→ Input for this task
_ _ _ _ _
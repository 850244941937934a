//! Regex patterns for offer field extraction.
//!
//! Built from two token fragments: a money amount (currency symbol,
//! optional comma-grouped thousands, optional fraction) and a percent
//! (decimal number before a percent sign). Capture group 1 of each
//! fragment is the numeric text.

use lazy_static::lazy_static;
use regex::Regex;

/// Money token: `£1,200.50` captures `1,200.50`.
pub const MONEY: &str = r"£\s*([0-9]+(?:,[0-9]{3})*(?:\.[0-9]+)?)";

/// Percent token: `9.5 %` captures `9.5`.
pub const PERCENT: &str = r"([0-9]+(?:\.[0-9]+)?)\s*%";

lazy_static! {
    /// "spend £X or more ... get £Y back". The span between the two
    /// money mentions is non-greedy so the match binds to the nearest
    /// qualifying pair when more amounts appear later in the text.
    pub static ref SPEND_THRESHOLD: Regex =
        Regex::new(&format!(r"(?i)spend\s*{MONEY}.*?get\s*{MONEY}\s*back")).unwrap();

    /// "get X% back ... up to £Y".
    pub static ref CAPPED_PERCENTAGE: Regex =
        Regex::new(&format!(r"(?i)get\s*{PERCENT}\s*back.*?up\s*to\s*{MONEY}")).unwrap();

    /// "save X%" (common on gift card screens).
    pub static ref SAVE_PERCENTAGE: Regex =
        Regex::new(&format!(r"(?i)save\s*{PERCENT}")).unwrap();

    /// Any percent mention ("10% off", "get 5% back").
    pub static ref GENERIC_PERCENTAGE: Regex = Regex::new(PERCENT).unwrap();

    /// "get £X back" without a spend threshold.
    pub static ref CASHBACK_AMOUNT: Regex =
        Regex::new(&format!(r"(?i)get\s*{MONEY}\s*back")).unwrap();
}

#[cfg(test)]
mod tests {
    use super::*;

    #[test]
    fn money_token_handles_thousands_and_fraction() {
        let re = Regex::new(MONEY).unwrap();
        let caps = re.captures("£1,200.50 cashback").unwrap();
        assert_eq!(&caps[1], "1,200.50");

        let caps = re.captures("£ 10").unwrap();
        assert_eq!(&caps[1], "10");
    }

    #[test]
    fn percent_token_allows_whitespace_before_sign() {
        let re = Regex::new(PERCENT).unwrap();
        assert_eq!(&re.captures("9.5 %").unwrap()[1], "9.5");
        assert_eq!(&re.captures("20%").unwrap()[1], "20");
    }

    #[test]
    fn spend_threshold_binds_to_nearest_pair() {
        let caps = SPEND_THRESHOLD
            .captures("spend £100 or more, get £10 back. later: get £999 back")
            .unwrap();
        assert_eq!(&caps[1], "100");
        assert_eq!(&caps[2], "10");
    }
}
_ _ _ _ _
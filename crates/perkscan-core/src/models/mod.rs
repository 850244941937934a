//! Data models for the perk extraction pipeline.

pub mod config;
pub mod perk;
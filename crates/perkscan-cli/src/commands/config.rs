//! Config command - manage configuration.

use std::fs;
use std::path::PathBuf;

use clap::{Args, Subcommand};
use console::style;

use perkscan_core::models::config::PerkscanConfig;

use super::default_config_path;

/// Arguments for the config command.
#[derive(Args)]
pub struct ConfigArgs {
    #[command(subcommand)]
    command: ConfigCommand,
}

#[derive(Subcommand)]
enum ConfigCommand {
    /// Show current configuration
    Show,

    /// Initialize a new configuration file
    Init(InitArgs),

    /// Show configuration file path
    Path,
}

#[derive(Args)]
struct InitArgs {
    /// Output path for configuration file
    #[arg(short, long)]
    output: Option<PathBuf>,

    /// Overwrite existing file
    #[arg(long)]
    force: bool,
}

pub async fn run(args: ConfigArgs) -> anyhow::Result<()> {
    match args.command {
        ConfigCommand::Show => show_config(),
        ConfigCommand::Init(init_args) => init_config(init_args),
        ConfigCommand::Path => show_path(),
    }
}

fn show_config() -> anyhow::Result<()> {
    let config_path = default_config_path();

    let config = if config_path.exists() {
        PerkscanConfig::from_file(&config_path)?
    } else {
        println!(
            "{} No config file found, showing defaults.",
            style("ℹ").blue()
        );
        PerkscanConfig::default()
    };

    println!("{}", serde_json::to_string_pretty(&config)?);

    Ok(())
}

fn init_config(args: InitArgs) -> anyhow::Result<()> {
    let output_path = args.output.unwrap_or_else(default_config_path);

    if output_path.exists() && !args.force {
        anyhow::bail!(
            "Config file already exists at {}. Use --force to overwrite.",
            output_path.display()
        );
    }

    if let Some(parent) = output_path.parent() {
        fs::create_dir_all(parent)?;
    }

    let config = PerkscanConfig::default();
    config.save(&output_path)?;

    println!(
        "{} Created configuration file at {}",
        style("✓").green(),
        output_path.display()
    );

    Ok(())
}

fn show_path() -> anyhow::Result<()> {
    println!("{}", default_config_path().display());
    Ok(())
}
_ _ _ _ _
→ Task
What is the number of lines in the data that hold the string "Result"? Answer with the number only.

→ Final answer
4